The “Fonze” was not the first pop-cultural icon to “jump the shark.” In October of 1921, in the midst of a worldwide pogo-sticking craze, Pogo sticks poetically “Jumped the shark”:
A pearl-diving native of Togo,
Obtained, from a trader, a pogo.
He tried, for a lark,
To jump over a shark.
But the shark pogo’d too, so ‘twas no go.
The Sketch, Volume 116, October 5, 1921, page 34.
A few months later, the Pogo craze may have figuratively “jumped the shark,” when Florenz Ziegfeld pulled off an early precursor of The Man Show’s trademark girls jumping on trampolines– girls jumping on Pogo sticks:
A group of the “Midnight Frolic” girls went shopping on Fifth Avenue yesterday using their pogo jumping sticks. For about half an hour Fifth Avenue had a hard time.
The Evening World, December 6, 1921, final extra, page 28.
Evening Public Ledger (Philadelphia, Pennsylvania), December 3, 1921, Night Extra, page 24.
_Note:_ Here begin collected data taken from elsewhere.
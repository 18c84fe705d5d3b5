use anyhow::{Context, Result};
use futures::TryStreamExt;
use indicatif::{ProgressBar, ProgressStyle};
use std::io::Write;
use std::path::{Path, PathBuf};
use std::time::Duration;
use tokio::sync::mpsc::UnboundedReceiver;

use crate::cli::args::{parse_object_path, parse_s3_path};
use crate::listing::{self, ListRequest, MAX_KEYS_LIMIT};
use crate::transfer::{
    DownloadTarget, ProgressSample, TaskSnapshot, TaskState, TransferManager, UploadSource,
};

/// Format bytes the way `mc ls` does (0B, 1.0KiB, 10MiB, ...)
pub fn format_bytes_compact(bytes: u64) -> String {
    const UNITS: &[&str] = &["B", "KiB", "MiB", "GiB", "TiB", "PiB"];

    if bytes < 1024 {
        return format!("{}B", bytes);
    }

    let mut value = bytes as f64;
    let mut unit = 0;
    while value >= 1024.0 && unit < UNITS.len() - 1 {
        value /= 1024.0;
        unit += 1;
    }

    if value >= 10.0 {
        format!("{:.0}{}", value, UNITS[unit])
    } else {
        format!("{:.1}{}", value, UNITS[unit])
    }
}

/// `2026-01-22T20:44:33.219Z` -> `2026-01-22 20:44:33 UTC`
pub fn format_s3_date(date: Option<&str>) -> String {
    match date {
        Some(s) => match s.split_once('T') {
            Some((day, rest)) => {
                let time = rest.get(..8).unwrap_or_else(|| rest.trim_end_matches('Z'));
                format!("{} {} UTC", day, time)
            }
            None => s.to_string(),
        },
        None => " ".repeat(23),
    }
}

fn new_task_id(verb: &str) -> String {
    format!("{}-{}", verb, chrono::Utc::now().timestamp_micros())
}

fn print_json<T: serde::Serialize>(value: &T) -> Result<()> {
    println!("{}", serde_json::to_string_pretty(value)?);
    Ok(())
}

/// Render progress until the task's sample stream closes, cancelling on Ctrl-C
async fn follow_transfer(
    manager: &TransferManager,
    task_id: &str,
    mut samples: UnboundedReceiver<ProgressSample>,
    label: String,
    show_progress: bool,
) -> Result<TaskSnapshot> {
    let pb = if show_progress {
        let pb = ProgressBar::new(0);
        pb.set_style(
            ProgressStyle::default_bar()
                .template("[{elapsed_precise}] {bar:40.cyan/blue} {bytes}/{total_bytes} {bytes_per_sec} {msg}")?
                .progress_chars("=>-"),
        );
        pb.set_message(label);
        Some(pb)
    } else {
        None
    };

    let mut interrupted = false;
    loop {
        tokio::select! {
            sample = samples.recv() => match sample {
                Some(sample) => {
                    if let Some(pb) = &pb {
                        pb.set_length(sample.bytes_total);
                        pb.set_position(sample.bytes_completed);
                    }
                }
                None => break,
            },
            _ = tokio::signal::ctrl_c(), if !interrupted => {
                interrupted = true;
                tracing::warn!(task_id, "interrupted, cancelling transfer");
                manager.cancel(task_id)?;
            }
        }
    }

    let snapshot = manager.wait(task_id).await?;
    if let Some(pb) = pb {
        match snapshot.state {
            TaskState::Completed => pb.finish(),
            _ => pb.abandon(),
        }
    }

    match snapshot.state {
        TaskState::Completed => Ok(snapshot),
        state => {
            let reason = snapshot
                .error
                .as_ref()
                .map(|e| e.to_string())
                .unwrap_or_else(|| format!("{:?}", state));
            anyhow::bail!("{} s3://{}/{}: {}", snapshot.task_id, snapshot.bucket, snapshot.key, reason)
        }
    }
}

/// List objects, mc-style
pub async fn cmd_ls(
    manager: &TransferManager,
    path: &str,
    recursive: bool,
    max_keys: usize,
    json: bool,
) -> Result<()> {
    let (bucket, prefix) = parse_s3_path(path)?;

    // Non-recursive listings stop at the next `/`
    let prefix = match prefix {
        Some(p) if !recursive && !p.ends_with('/') => Some(format!("{}/", p)),
        other => other,
    };

    let mut request = ListRequest::new(bucket);
    request.prefix = prefix.clone();
    if !recursive {
        request.delimiter = Some("/".to_string());
    }
    if max_keys > 0 {
        request.max_keys = max_keys.min(MAX_KEYS_LIMIT as usize) as u32;
    }

    let strip = prefix.as_deref().unwrap_or("");
    let stdout = std::io::stdout();
    let mut out = std::io::BufWriter::new(stdout.lock());
    let mut printed = 0usize;
    let mut pages = listing::pages(manager.client().clone(), request);

    'pages: while let Some(page) = pages.try_next().await? {
        for dir in &page.common_prefixes {
            if max_keys > 0 && printed >= max_keys {
                break 'pages;
            }
            if json {
                writeln!(out, "{}", serde_json::json!({ "prefix": dir }))?;
            } else {
                writeln!(out, "{:25} {:>6} {}", "", "0B", dir.strip_prefix(strip).unwrap_or(dir))?;
            }
            printed += 1;
        }

        for entry in &page.entries {
            if max_keys > 0 && printed >= max_keys {
                break 'pages;
            }
            if json {
                writeln!(out, "{}", serde_json::to_string(entry)?)?;
            } else {
                let name = if recursive {
                    entry.key.as_str()
                } else {
                    entry.key.strip_prefix(strip).unwrap_or(&entry.key)
                };
                writeln!(
                    out,
                    "[{}] {:>6} {}",
                    format_s3_date(entry.last_modified.as_deref()),
                    format_bytes_compact(entry.size),
                    name
                )?;
            }
            printed += 1;
        }
    }

    out.flush()?;
    Ok(())
}

/// Upload a local file
pub async fn cmd_put(
    manager: &TransferManager,
    source: &Path,
    destination: &str,
    json: bool,
) -> Result<()> {
    let metadata = tokio::fs::metadata(source)
        .await
        .with_context(|| format!("Failed to stat {}", source.display()))?;
    if !metadata.is_file() {
        anyhow::bail!("{} is not a regular file", source.display());
    }

    let (bucket, key) = parse_s3_path(destination)?;
    let file_name = source
        .file_name()
        .map(|n| n.to_string_lossy().into_owned())
        .ok_or_else(|| anyhow::anyhow!("{} has no file name", source.display()))?;
    // A missing key or a trailing slash means "into this prefix"
    let key = match key {
        Some(k) if k.ends_with('/') => format!("{}{}", k, file_name),
        Some(k) => k,
        None => file_name,
    };

    let task_id = new_task_id("put");
    let samples = manager.subscribe(&task_id);
    manager.submit_upload(&bucket, &key, UploadSource::File(source.to_path_buf()), &task_id)?;

    let label = format!("{} -> s3://{}/{}", source.display(), bucket, key);
    let snapshot = follow_transfer(manager, &task_id, samples, label, !json).await?;
    if json {
        print_json(&snapshot)?;
    } else {
        println!(
            "{} -> s3://{}/{} ({})",
            source.display(),
            bucket,
            key,
            format_bytes_compact(snapshot.bytes_total)
        );
    }
    Ok(())
}

/// Download an object to a local file
pub async fn cmd_get(
    manager: &TransferManager,
    source: &str,
    destination: Option<&Path>,
    json: bool,
) -> Result<()> {
    let (bucket, key) = parse_object_path(source)?;
    let base_name = key.rsplit('/').next().unwrap_or(&key).to_string();

    let target: PathBuf = match destination {
        Some(dest) if dest.is_dir() => dest.join(&base_name),
        Some(dest) => dest.to_path_buf(),
        None => PathBuf::from(&base_name),
    };
    if let Some(parent) = target.parent().filter(|p| !p.as_os_str().is_empty()) {
        tokio::fs::create_dir_all(parent).await?;
    }

    let task_id = new_task_id("get");
    let samples = manager.subscribe(&task_id);
    manager.submit_download(&bucket, &key, DownloadTarget::File(target.clone()), &task_id)?;

    let label = format!("s3://{}/{} -> {}", bucket, key, target.display());
    let snapshot = follow_transfer(manager, &task_id, samples, label, !json).await?;
    if json {
        print_json(&snapshot)?;
    } else {
        println!(
            "s3://{}/{} -> {} ({})",
            bucket,
            key,
            target.display(),
            format_bytes_compact(snapshot.bytes_total)
        );
    }
    Ok(())
}

/// Delete an object, or every object under a prefix
pub async fn cmd_rm(manager: &TransferManager, path: &str, recursive: bool) -> Result<()> {
    let (bucket, key) = parse_s3_path(path)?;

    if !recursive {
        let key = key.ok_or_else(|| anyhow::anyhow!("Object key required (use --recursive for a prefix)"))?;
        manager.delete_object(&bucket, &key).await?;
        println!("Removed s3://{}/{}", bucket, key);
        return Ok(());
    }

    let mut objects = manager.list_objects(&bucket, key.as_deref(), None, None);
    let mut removed = 0usize;
    while let Some(object) = objects.try_next().await? {
        manager.delete_object(&bucket, &object.key).await?;
        println!("Removed s3://{}/{}", bucket, object.key);
        removed += 1;
    }
    println!("Total removed: {} objects", removed);
    Ok(())
}

/// Show object metadata
pub async fn cmd_stat(manager: &TransferManager, path: &str, json: bool) -> Result<()> {
    let (bucket, key) = parse_object_path(path)?;

    let meta = manager
        .find_object(&bucket, &key)
        .await?
        .ok_or_else(|| anyhow::anyhow!("Object not found: s3://{}/{}", bucket, key))?;

    if json {
        return print_json(&meta);
    }
    println!("Object: s3://{}/{}", bucket, key);
    println!("Size: {} ({})", format_bytes_compact(meta.content_length), meta.content_length);
    println!("Last Modified: {}", meta.last_modified.as_deref().unwrap_or("Unknown"));
    println!("ETag: {}", meta.etag);
    if let Some(content_type) = &meta.content_type {
        println!("Content-Type: {}", content_type);
    }
    Ok(())
}

/// Print a presigned GET URL
pub fn cmd_presign(manager: &TransferManager, path: &str, expires: Duration, json: bool) -> Result<()> {
    let (bucket, key) = parse_object_path(path)?;
    let url = manager.presigned_url(&bucket, &key, expires)?;
    if json {
        print_json(&serde_json::json!({ "url": url, "expires_in": expires.as_secs() }))
    } else {
        println!("{}", url);
        Ok(())
    }
}

#[cfg(test)]
mod tests {
    use super::*;

    #[test]
    fn test_format_bytes_compact() {
        assert_eq!(format_bytes_compact(0), "0B");
        assert_eq!(format_bytes_compact(1023), "1023B");
        assert_eq!(format_bytes_compact(1536), "1.5KiB");
        assert_eq!(format_bytes_compact(64 * 1024 * 1024), "64MiB");
    }

    #[test]
    fn test_format_s3_date() {
        assert_eq!(
            format_s3_date(Some("2026-01-22T20:44:33.219Z")),
            "2026-01-22 20:44:33 UTC"
        );
        assert_eq!(format_s3_date(Some("yesterday")), "yesterday");
        assert_eq!(format_s3_date(None).len(), 23);
    }
}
At the time, the Pogo stick was less than one year old. The Pogo stick was arguably invented in England in early 1921; if not in Germany in early 1920. The German “hopping stilt,” which may or may not have been a full-fledged Pogo stick, was intended as an improvement on an earlier design, with roots in 1880s Wichita, Kansas.
In 1955, George Hansburg of Upstate New York, reinvigorated the Pogo stick; merging the traditional, wooden toy with new technology, new materials and a handlebar. Hansburg’s modernistic, metallic Pogo stick was so successful that it edged out the hula hoop, to be named Time Magazine’s the 34th greatest toy of all time. His company, Flybar, still makes Pogo sticks, and continues to push the boundaries of extreme Pogo technology.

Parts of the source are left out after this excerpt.